Weighting the BRFSS Data

When data are unweighted, each record counts the same as any other record. Unweighted data

analyses make the assumption that each record has an equal probability of being selected and that

noncoverage and nonresponse are equal among all segments of the population. When deviations from

these assumptions are large enough to affect the results from a data set, weighting each record

appropriately can help to adjust for assumption violations. In the BRFSS, such weighting serves as a

blanket adjustment for noncoverage and nonresponse and forces the total number of cases to equal

population estimates for each geographic region, which for the BRFSS sums to the state population.

Regardless of state sample design, use of the final weight in analysis is necessary if users are to make

generalizations from the sample to the population.

Following is a general description of the 2017 BRFSS weighting process. Where a factor does not apply,

processors set its value to one for calculation. In order to reduce bias due to unequal probability of

selection, design weighting is conducted. The BRFSS also uses iterative proportional fitting, or “raking”

to adjust for demographic differences between those persons who are sampled and the population that

they represent. The weighting methodology is therefore comprised of two sections: design weight and

raking.

Design weights are calculated using the weight of each geographic stratum (_STRWT), the number of

landline phones within a household (NUMPHON2), and the number of adults who use those phones

(NUMADULT). For cellphone respondents, both NUMPHON2 and NUMADULT are set to 1. The formula

for the design weight is:

Design Weight = _STRWT * (1/NUMPHON2) * NUMADULT

In 2017, the inclusion of cellular telephone respondents who also have landline telephones in their

residence and landline telephone respondents who also have a cellular telephone in their residence

required an adjustment to the design weights to account for the overlapping sample frames.
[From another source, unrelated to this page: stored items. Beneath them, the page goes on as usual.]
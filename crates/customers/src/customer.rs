//! Customer records.
//!
//! Orders reference a customer by id; a customer with orders on file cannot
//! be deleted. Address and phone feed the order-entry snapshot endpoint.

use chrono::{DateTime, Utc};
use serde::{Deserialize, Serialize};

use comptoir_core::{CustomerId, DomainError, DomainResult};

#[derive(Debug, Clone, PartialEq, Eq, Serialize, Deserialize)]
pub struct Customer {
    pub id: CustomerId,
    pub name: String,
    pub address: String,
    pub phone: String,
    pub created_at: DateTime<Utc>,
}

/// Caller-editable attributes of a [`Customer`].
#[derive(Debug, Clone, PartialEq, Eq, Serialize, Deserialize)]
pub struct CustomerFields {
    pub name: String,
    pub address: String,
    pub phone: String,
}

impl CustomerFields {
    fn validate(&self) -> DomainResult<()> {
        if self.name.trim().is_empty() {
            return Err(DomainError::validation("customer name cannot be empty"));
        }
        Ok(())
    }
}

impl Customer {
    pub fn new(
        id: CustomerId,
        fields: CustomerFields,
        created_at: DateTime<Utc>,
    ) -> DomainResult<Self> {
        fields.validate()?;
        Ok(Self {
            id,
            name: fields.name,
            address: fields.address,
            phone: fields.phone,
            created_at,
        })
    }

    pub fn apply_fields(&mut self, fields: CustomerFields) -> DomainResult<()> {
        fields.validate()?;
        self.name = fields.name;
        self.address = fields.address;
        self.phone = fields.phone;
        Ok(())
    }
}
//! End-to-end test over HTTP: real server on an ephemeral port, in-memory
//! stores, the full order lifecycle from catalog setup to cancellation.

use std::sync::Arc;

use reqwest::StatusCode;
use serde_json::{Value, json};

use comptoir_api::app::{app_with_services, services};

struct TestServer {
    base_url: String,
    handle: tokio::task::JoinHandle<()>,
}

impl TestServer {
    async fn spawn() -> Self {
        // Same router as prod, bound to an ephemeral port over in-memory
        // stores so tests need no database.
        let app = app_with_services(Arc::new(services::build_in_memory_services()));
        let listener = tokio::net::TcpListener::bind("127.0.0.1:0")
            .await
            .expect("failed to bind ephemeral port");
        let addr = listener.local_addr().unwrap();
        let base_url = format!("http://{addr}");

        let handle = tokio::spawn(async move {
            axum::serve(listener, app).await.unwrap();
        });

        Self { base_url, handle }
    }

    fn url(&self, path: &str) -> String {
        format!("{}{path}", self.base_url)
    }
}

impl Drop for TestServer {
    fn drop(&mut self) {
        self.handle.abort();
    }
}

async fn post_json(
    client: &reqwest::Client,
    url: String,
    body: Value,
) -> (StatusCode, Value) {
    let res = client.post(url).json(&body).send().await.unwrap();
    let status = res.status();
    (status, res.json().await.unwrap())
}

/// Seeds one category, one product (10 on hand) and one customer; returns
/// (product id, customer id).
async fn seed_catalog(client: &reqwest::Client, server: &TestServer) -> (String, String) {
    let (status, category) = post_json(
        client,
        server.url("/categories"),
        json!({ "name": "Kitchen" }),
    )
    .await;
    assert_eq!(status, StatusCode::CREATED);
    let category_id = category["id"].as_str().unwrap().to_string();

    let (status, created) = post_json(
        client,
        server.url("/products"),
        json!({
            "name": "Moka pot",
            "price": 2450,
            "quantity": 10,
            "description": "Six-cup aluminium moka pot",
            "category_id": category_id,
        }),
    )
    .await;
    assert_eq!(status, StatusCode::CREATED);
    assert_eq!(created["message"], "New product is added successfully.");
    let product_id = created["product"]["id"].as_str().unwrap().to_string();

    let (status, customer) = post_json(
        client,
        server.url("/customers"),
        json!({
            "name": "Amina Benali",
            "address": "12 rue des Lilas, Lyon",
            "phone": "+33 6 12 34 56 78",
        }),
    )
    .await;
    assert_eq!(status, StatusCode::CREATED);
    let customer_id = customer["id"].as_str().unwrap().to_string();

    (product_id, customer_id)
}

async fn stock_of(client: &reqwest::Client, server: &TestServer, product_id: &str) -> i64 {
    let res = client
        .get(server.url(&format!("/products/{product_id}/snapshot")))
        .send()
        .await
        .unwrap();
    assert_eq!(res.status(), StatusCode::OK);
    let snapshot: Value = res.json().await.unwrap();
    snapshot["quantity"].as_i64().unwrap()
}

#[tokio::test]
async fn health_answers_ok() {
    let server = TestServer::spawn().await;
    let client = reqwest::Client::new();

    let res = client.get(server.url("/health")).send().await.unwrap();
    assert_eq!(res.status(), StatusCode::OK);
    let body: Value = res.json().await.unwrap();
    assert_eq!(body["status"], "ok");
}

#[tokio::test]
async fn full_order_lifecycle_over_http() {
    let server = TestServer::spawn().await;
    let client = reqwest::Client::new();
    let (product_id, customer_id) = seed_catalog(&client, &server).await;

    // Customer snapshot feeds the order-entry form.
    let res = client
        .get(server.url(&format!("/customers/{customer_id}/snapshot")))
        .send()
        .await
        .unwrap();
    assert_eq!(res.status(), StatusCode::OK);
    let snapshot: Value = res.json().await.unwrap();
    assert_eq!(snapshot["address"], "12 rue des Lilas, Lyon");
    assert_eq!(snapshot["phone"], "+33 6 12 34 56 78");

    // Place an order for 4 of the 10 on hand.
    let (status, placed) = post_json(
        &client,
        server.url("/orders"),
        json!({
            "customer_id": customer_id,
            "order_date": "2024-05-17",
            "line_items": [{ "product_id": product_id, "quantity": 4 }],
        }),
    )
    .await;
    assert_eq!(status, StatusCode::CREATED);
    assert_eq!(placed["message"], "Commande ajoutée avec succès.");
    let order = &placed["order"]["order"];
    let order_id = order["id"].as_str().unwrap().to_string();
    assert!(order["order_num"].as_str().unwrap().starts_with("COM"));
    assert_eq!(stock_of(&client, &server, &product_id).await, 6);

    // A second order for 7 must name the product and move nothing.
    let (status, rejected) = post_json(
        &client,
        server.url("/orders"),
        json!({
            "customer_id": customer_id,
            "order_date": "2024-05-18",
            "line_items": [{ "product_id": product_id, "quantity": 7 }],
        }),
    )
    .await;
    assert_eq!(status, StatusCode::UNPROCESSABLE_ENTITY);
    assert_eq!(rejected["error"], "insufficient_stock");
    assert_eq!(
        rejected["message"],
        "La quantité demandée n'est pas disponible en stock pour le produit Moka pot"
    );
    assert_eq!(stock_of(&client, &server, &product_id).await, 6);

    // The product is referenced by an order now; deleting it is refused.
    let res = client
        .delete(server.url(&format!("/products/{product_id}")))
        .send()
        .await
        .unwrap();
    assert_eq!(res.status(), StatusCode::CONFLICT);
    let body: Value = res.json().await.unwrap();
    assert_eq!(body["message"], "can not delete this commande");

    // Shrinking the order to 2 hands two units back.
    let res = client
        .put(server.url(&format!("/orders/{order_id}")))
        .json(&json!({
            "customer_id": customer_id,
            "order_date": "2024-05-17",
            "line_items": [{ "product_id": product_id, "quantity": 2 }],
        }))
        .send()
        .await
        .unwrap();
    assert_eq!(res.status(), StatusCode::OK);
    let updated: Value = res.json().await.unwrap();
    assert_eq!(updated["message"], "Commande mise à jour avec succès.");
    assert_eq!(updated["order"]["order"]["order_num"], order["order_num"]);
    assert_eq!(stock_of(&client, &server, &product_id).await, 8);

    // History shows the single live order with its line.
    let res = client
        .get(server.url(&format!("/customers/{customer_id}/orders")))
        .send()
        .await
        .unwrap();
    assert_eq!(res.status(), StatusCode::OK);
    let history: Value = res.json().await.unwrap();
    assert_eq!(history.as_array().unwrap().len(), 1);
    assert_eq!(history[0]["details"][0]["order_quantity"], 2);

    // Cancelling restores the full pre-order quantity.
    let res = client
        .delete(server.url(&format!("/orders/{order_id}")))
        .send()
        .await
        .unwrap();
    assert_eq!(res.status(), StatusCode::OK);
    let body: Value = res.json().await.unwrap();
    assert_eq!(
        body["message"],
        "Commande supprimée avec succès et le stock a été restauré."
    );
    assert_eq!(stock_of(&client, &server, &product_id).await, 10);

    // Cancelling again finds nothing.
    let res = client
        .delete(server.url(&format!("/orders/{order_id}")))
        .send()
        .await
        .unwrap();
    assert_eq!(res.status(), StatusCode::NOT_FOUND);

    // With no order left the product can go, and then its category.
    let res = client
        .delete(server.url(&format!("/products/{product_id}")))
        .send()
        .await
        .unwrap();
    assert_eq!(res.status(), StatusCode::OK);
    let body: Value = res.json().await.unwrap();
    assert_eq!(body["message"], "Product is deleted successfully");
}

#[tokio::test]
async fn category_with_products_cannot_be_deleted_over_http() {
    let server = TestServer::spawn().await;
    let client = reqwest::Client::new();
    let (product_id, _) = seed_catalog(&client, &server).await;

    let res = client
        .get(server.url(&format!("/products/{product_id}")))
        .send()
        .await
        .unwrap();
    let product: Value = res.json().await.unwrap();
    let category_id = product["category_id"].as_str().unwrap();

    let res = client
        .delete(server.url(&format!("/categories/{category_id}")))
        .send()
        .await
        .unwrap();
    assert_eq!(res.status(), StatusCode::CONFLICT);

    let res = client
        .delete(server.url(&format!("/products/{product_id}")))
        .send()
        .await
        .unwrap();
    assert_eq!(res.status(), StatusCode::OK);

    let res = client
        .delete(server.url(&format!("/categories/{category_id}")))
        .send()
        .await
        .unwrap();
    assert_eq!(res.status(), StatusCode::NO_CONTENT);
}

#[tokio::test]
async fn malformed_ids_and_bad_line_items_answer_400() {
    let server = TestServer::spawn().await;
    let client = reqwest::Client::new();
    let (product_id, customer_id) = seed_catalog(&client, &server).await;

    let res = client
        .get(server.url("/products/not-a-uuid/snapshot"))
        .send()
        .await
        .unwrap();
    assert_eq!(res.status(), StatusCode::BAD_REQUEST);

    // A zero-quantity line is a validation failure, before any stock check.
    let (status, body) = post_json(
        &client,
        server.url("/orders"),
        json!({
            "customer_id": customer_id,
            "order_date": "2024-05-17",
            "line_items": [{ "product_id": product_id, "quantity": 0 }],
        }),
    )
    .await;
    assert_eq!(status, StatusCode::BAD_REQUEST);
    assert_eq!(body["error"], "validation_error");

    // Unknown customer: 404 with the shared error body shape.
    let (status, body) = post_json(
        &client,
        server.url("/orders"),
        json!({
            "customer_id": "00000000-0000-0000-0000-000000000000",
            "order_date": "2024-05-17",
            "line_items": [{ "product_id": product_id, "quantity": 1 }],
        }),
    )
    .await;
    assert_eq!(status, StatusCode::NOT_FOUND);
    assert_eq!(body["error"], "not_found");
}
From each

of the two sample frames, a compositing factor was calculated for the telephone dual sampling frame

users. BRFSS multiplied the design weight by the compositing factor to generate a composite weight for

the records in the overlapping sample frames as described in the section below. BRFSS then truncated

the design weight based on quartiles within geographic region, which processors used as the raking

input weight.

The stratum weight (_STRWT) accounts for differences in the probability of selection among strata

(subsets of area code/prefix combinations). It is the inverse of the sampling fraction of each stratum.

There is rarely a complete correspondence between strata, defined by subsets of area code/prefix

combinations, and regions, defined by the boundaries of government entities.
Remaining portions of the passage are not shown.